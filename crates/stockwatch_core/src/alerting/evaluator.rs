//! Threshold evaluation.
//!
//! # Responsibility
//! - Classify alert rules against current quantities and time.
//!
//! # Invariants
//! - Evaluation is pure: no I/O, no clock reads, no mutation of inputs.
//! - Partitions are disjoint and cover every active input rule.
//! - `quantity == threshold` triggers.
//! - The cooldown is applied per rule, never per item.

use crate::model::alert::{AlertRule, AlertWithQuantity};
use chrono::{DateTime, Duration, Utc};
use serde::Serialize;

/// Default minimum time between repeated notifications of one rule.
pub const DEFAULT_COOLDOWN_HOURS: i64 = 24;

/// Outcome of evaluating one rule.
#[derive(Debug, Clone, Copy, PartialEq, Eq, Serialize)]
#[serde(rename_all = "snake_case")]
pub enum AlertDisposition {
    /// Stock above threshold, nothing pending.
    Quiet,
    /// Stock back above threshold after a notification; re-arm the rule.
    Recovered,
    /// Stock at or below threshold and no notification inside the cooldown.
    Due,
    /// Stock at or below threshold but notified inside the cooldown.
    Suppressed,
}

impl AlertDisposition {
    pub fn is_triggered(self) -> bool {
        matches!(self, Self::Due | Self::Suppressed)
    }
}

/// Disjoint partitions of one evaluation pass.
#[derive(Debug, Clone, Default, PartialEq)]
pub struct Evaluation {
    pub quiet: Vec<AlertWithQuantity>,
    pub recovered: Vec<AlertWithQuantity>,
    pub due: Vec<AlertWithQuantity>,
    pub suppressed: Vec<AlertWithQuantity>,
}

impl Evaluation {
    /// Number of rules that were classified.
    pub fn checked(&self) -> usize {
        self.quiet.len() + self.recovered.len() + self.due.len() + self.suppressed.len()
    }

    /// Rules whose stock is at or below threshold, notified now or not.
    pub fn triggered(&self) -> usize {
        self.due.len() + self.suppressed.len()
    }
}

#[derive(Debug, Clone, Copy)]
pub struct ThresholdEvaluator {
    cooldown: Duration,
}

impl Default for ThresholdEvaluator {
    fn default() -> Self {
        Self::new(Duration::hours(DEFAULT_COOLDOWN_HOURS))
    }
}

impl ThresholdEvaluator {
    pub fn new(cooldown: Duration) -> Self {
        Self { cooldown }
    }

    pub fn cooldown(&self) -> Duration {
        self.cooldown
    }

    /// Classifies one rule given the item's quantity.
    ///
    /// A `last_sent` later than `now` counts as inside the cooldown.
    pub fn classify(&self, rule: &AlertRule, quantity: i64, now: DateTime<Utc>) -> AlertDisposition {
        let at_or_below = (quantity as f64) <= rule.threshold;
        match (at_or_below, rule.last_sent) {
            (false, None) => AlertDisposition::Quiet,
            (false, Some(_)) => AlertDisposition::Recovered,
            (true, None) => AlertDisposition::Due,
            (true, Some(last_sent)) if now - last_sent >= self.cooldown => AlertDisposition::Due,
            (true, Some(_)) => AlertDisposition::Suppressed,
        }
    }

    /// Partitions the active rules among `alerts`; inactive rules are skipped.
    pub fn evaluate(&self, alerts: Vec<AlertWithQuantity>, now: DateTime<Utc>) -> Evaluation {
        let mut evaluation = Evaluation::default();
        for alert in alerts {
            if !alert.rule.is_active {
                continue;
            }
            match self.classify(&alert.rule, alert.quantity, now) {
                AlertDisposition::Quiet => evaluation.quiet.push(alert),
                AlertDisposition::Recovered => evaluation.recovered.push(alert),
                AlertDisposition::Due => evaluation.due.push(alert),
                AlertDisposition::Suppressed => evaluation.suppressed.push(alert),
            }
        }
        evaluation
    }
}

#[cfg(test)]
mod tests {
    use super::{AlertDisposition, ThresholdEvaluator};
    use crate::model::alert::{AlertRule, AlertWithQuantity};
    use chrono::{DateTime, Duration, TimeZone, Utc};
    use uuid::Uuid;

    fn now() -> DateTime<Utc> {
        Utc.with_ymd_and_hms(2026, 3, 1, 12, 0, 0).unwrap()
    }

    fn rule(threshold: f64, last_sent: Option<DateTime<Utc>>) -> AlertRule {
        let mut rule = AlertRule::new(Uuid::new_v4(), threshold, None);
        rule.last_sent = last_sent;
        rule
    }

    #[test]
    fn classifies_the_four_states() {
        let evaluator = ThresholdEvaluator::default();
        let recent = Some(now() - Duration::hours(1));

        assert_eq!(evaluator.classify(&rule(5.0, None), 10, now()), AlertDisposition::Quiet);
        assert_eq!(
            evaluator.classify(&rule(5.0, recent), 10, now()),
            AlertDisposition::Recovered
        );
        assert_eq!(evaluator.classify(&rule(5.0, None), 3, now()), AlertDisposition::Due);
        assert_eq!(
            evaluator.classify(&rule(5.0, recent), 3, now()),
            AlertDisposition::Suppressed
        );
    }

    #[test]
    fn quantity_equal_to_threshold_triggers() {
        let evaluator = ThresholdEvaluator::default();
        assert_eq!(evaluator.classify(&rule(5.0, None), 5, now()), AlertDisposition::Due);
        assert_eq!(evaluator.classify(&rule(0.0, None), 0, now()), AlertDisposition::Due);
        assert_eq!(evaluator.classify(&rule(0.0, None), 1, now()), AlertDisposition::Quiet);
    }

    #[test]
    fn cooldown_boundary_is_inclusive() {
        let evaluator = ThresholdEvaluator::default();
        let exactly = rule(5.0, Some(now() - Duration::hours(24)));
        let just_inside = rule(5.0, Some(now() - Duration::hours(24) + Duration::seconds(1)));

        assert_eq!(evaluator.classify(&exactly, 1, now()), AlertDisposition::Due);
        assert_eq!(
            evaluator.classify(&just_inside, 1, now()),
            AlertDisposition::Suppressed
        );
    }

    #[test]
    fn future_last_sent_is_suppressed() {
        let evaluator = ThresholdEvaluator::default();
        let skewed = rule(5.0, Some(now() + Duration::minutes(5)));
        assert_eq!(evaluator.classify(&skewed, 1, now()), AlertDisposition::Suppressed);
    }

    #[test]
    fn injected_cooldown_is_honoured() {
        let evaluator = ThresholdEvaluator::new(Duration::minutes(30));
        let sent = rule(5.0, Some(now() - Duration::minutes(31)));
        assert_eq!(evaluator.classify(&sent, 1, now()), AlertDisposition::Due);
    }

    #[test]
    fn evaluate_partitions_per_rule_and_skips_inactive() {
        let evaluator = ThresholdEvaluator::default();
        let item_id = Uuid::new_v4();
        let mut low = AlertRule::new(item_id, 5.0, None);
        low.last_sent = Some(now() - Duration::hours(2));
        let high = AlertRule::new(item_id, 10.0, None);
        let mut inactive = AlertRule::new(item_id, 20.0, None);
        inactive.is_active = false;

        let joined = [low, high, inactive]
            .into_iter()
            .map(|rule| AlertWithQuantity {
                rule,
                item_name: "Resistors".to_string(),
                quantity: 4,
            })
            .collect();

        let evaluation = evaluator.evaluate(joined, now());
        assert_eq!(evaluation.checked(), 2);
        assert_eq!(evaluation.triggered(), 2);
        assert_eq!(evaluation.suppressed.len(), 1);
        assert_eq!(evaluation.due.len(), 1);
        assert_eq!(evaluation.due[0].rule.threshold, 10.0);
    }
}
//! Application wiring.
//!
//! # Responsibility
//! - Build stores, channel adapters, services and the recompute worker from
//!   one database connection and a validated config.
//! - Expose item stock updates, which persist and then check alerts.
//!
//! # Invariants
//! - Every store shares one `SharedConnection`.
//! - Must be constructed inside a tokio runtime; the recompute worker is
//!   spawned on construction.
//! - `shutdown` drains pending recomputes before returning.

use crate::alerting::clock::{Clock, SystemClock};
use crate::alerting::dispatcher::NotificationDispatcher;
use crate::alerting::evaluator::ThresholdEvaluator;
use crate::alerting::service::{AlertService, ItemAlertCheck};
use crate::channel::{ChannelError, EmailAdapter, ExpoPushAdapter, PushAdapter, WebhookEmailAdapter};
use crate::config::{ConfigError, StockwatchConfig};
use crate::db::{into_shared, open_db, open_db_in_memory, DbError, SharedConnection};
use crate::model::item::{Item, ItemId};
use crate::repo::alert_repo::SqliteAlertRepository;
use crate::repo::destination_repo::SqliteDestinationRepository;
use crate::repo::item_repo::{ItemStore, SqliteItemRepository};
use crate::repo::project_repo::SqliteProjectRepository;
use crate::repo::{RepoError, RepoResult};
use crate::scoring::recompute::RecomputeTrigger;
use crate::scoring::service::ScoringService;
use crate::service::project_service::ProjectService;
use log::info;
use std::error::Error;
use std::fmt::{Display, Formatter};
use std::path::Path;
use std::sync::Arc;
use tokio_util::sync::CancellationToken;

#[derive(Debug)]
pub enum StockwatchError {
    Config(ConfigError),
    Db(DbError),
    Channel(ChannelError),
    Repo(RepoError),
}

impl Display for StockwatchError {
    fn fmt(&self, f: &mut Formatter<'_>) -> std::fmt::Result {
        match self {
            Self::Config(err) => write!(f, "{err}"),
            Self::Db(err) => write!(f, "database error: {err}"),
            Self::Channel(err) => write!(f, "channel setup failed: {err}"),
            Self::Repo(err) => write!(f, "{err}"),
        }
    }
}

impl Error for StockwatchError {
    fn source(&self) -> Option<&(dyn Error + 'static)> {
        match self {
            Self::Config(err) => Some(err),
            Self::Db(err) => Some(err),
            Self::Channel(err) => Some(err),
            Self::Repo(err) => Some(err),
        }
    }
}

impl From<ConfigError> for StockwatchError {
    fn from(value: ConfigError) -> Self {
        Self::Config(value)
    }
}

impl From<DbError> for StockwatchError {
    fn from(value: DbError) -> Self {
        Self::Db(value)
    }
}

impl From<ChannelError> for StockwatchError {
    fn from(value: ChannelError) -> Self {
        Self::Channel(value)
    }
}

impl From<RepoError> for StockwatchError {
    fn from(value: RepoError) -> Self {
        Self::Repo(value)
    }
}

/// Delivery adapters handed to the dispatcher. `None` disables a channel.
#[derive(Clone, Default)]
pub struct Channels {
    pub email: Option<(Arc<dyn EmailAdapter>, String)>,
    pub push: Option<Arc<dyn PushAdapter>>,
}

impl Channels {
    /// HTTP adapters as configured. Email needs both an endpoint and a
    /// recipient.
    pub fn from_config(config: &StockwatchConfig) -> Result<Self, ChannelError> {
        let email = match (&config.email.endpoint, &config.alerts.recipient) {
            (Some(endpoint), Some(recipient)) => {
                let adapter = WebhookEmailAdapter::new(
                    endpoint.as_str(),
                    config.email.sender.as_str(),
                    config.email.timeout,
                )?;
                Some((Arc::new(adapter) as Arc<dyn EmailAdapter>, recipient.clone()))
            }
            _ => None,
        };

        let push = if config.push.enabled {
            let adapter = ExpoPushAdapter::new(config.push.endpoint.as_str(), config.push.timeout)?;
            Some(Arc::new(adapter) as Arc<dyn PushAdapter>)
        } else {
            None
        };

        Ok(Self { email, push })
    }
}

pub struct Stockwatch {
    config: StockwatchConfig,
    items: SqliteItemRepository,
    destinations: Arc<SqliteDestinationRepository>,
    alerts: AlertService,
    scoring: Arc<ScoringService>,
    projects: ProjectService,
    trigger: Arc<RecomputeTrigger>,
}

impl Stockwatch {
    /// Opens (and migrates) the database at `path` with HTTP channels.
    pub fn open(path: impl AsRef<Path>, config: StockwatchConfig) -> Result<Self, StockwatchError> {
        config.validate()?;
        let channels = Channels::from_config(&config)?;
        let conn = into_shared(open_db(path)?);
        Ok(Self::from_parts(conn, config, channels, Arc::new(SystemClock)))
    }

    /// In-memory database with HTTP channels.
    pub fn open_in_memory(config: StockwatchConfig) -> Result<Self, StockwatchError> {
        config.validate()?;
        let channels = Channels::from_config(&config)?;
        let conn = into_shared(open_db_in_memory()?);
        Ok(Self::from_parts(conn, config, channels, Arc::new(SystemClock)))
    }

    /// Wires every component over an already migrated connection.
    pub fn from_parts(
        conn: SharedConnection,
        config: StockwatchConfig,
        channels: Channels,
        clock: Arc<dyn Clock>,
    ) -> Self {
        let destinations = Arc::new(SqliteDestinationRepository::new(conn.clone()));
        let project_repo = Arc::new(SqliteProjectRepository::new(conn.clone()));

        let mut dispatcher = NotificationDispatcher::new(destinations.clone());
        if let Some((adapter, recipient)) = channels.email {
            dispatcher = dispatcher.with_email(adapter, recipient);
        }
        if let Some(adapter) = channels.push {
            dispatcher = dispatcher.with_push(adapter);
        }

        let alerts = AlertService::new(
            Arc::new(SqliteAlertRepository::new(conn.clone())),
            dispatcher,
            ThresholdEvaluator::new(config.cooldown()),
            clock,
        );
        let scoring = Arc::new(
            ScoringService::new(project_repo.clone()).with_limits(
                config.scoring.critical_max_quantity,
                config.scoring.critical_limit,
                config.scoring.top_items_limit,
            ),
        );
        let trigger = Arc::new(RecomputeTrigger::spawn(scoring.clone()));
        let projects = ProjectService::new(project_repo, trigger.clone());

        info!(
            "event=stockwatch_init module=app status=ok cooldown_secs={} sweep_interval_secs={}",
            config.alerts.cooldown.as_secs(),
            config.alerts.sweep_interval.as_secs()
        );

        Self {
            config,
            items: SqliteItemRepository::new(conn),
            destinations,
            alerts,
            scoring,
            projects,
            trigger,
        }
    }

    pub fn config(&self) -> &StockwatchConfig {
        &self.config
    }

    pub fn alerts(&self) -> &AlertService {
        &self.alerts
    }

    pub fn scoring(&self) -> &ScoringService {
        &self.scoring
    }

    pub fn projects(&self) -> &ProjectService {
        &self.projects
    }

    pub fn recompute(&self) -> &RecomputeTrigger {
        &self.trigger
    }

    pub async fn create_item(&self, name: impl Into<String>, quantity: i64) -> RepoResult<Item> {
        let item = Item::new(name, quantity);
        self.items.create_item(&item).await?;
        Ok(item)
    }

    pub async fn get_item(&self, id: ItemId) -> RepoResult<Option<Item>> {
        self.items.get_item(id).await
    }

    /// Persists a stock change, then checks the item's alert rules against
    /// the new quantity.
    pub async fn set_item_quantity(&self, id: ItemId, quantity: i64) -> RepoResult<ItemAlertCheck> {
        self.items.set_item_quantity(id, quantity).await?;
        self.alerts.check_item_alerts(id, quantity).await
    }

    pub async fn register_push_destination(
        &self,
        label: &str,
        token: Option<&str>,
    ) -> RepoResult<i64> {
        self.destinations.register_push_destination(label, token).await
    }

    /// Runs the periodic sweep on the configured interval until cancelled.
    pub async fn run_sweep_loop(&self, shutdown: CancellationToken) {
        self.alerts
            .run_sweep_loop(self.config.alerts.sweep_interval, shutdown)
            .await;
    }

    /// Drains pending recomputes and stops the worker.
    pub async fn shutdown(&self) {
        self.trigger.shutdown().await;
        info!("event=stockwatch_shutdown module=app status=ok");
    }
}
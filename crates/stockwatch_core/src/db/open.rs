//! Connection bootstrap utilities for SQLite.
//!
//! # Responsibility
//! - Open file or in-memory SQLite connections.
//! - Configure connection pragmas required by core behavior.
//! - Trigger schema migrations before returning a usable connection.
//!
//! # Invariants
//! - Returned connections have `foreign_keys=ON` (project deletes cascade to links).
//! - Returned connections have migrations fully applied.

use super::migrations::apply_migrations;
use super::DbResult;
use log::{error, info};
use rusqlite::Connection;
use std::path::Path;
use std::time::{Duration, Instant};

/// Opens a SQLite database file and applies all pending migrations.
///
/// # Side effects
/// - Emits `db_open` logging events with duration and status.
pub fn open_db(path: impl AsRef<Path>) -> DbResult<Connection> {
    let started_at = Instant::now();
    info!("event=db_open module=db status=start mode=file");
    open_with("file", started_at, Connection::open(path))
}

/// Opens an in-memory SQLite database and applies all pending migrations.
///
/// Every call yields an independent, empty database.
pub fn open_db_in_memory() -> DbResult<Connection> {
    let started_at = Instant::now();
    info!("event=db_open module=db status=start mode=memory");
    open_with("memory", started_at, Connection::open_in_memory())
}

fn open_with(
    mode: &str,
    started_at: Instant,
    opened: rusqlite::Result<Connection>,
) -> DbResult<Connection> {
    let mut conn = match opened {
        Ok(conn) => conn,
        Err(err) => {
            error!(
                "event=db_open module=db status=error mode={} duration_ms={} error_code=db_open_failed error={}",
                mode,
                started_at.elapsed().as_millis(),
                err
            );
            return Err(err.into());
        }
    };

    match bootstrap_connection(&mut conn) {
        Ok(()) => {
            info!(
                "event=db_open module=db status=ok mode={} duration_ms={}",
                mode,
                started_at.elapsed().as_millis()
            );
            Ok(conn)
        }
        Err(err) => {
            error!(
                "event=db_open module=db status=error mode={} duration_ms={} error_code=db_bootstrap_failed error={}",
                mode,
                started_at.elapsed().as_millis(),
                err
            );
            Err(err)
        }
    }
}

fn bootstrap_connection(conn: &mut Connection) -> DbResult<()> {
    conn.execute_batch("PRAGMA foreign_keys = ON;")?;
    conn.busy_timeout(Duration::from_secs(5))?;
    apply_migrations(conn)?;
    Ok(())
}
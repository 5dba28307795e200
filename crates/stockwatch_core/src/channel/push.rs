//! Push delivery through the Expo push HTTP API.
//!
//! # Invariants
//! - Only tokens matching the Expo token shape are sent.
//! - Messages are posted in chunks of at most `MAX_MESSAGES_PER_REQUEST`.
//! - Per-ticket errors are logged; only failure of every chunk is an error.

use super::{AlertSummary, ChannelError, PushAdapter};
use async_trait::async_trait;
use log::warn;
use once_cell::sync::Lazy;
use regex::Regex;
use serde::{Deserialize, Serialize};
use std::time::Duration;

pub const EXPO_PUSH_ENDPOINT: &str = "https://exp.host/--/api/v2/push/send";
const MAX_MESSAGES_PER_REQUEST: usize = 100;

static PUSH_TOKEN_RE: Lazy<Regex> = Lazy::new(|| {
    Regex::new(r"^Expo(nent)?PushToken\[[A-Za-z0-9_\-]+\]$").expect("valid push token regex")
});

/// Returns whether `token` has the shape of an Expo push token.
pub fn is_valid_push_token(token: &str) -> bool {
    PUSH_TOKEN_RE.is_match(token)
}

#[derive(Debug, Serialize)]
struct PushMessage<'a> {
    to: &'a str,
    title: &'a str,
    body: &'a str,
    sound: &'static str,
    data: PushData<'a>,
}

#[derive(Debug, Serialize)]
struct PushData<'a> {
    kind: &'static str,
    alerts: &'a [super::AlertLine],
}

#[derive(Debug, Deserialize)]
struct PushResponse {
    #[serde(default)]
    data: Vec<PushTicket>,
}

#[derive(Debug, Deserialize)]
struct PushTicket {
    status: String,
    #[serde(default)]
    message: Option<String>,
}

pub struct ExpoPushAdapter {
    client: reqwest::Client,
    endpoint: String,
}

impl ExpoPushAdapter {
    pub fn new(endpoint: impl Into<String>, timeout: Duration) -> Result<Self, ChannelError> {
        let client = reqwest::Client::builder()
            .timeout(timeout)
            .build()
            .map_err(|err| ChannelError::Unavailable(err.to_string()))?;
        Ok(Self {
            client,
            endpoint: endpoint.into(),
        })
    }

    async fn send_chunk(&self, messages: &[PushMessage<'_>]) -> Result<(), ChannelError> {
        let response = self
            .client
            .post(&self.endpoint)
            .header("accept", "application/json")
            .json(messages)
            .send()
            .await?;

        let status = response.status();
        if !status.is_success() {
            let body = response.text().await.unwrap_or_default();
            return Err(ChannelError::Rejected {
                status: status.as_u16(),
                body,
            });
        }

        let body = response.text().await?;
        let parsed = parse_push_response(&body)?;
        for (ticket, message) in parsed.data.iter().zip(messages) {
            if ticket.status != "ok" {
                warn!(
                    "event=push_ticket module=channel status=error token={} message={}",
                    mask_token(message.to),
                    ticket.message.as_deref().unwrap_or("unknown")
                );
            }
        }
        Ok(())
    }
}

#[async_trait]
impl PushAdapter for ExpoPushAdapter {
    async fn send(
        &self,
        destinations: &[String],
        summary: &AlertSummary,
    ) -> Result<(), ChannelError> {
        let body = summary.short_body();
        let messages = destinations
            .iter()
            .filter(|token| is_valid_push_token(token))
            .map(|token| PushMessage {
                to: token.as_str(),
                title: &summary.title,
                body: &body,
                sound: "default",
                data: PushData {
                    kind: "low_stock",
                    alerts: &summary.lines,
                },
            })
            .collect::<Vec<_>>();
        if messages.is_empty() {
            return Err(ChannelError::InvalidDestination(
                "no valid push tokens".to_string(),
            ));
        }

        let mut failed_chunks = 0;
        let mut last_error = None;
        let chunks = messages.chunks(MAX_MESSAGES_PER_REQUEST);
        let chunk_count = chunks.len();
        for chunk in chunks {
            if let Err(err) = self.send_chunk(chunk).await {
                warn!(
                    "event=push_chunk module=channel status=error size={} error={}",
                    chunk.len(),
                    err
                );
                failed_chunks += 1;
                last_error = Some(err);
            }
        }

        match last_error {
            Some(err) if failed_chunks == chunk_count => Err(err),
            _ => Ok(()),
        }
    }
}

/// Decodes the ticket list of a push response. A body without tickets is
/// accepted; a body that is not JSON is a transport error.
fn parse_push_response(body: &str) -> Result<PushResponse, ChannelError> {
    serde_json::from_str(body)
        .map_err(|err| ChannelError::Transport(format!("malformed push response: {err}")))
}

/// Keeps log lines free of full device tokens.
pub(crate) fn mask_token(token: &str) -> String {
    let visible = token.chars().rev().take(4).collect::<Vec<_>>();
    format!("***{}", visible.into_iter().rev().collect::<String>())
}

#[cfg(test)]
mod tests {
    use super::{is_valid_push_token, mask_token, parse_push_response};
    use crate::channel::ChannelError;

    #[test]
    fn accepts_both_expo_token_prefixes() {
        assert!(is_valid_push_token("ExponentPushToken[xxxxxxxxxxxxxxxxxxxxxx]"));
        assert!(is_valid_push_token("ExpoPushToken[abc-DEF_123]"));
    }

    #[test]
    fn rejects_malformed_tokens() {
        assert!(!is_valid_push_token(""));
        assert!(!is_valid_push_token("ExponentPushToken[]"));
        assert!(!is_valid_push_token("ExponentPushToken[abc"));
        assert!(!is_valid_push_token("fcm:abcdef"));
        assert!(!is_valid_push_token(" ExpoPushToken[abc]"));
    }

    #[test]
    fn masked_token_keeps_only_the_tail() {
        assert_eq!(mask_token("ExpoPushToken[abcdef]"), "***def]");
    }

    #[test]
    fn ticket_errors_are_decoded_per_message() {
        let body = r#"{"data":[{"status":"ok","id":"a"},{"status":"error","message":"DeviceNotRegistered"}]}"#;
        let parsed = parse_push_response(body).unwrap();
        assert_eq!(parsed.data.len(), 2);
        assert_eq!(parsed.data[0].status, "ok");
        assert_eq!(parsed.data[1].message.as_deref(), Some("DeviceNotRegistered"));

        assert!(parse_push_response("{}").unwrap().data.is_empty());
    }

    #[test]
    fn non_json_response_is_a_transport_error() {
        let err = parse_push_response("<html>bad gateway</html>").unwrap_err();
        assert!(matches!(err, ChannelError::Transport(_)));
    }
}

What is being asked » Which of the lines above contain "notified"? Return them all.

Reply »
    /// Stock at or below threshold but notified inside the cooldown.
    /// Rules whose stock is at or below threshold, notified now or not.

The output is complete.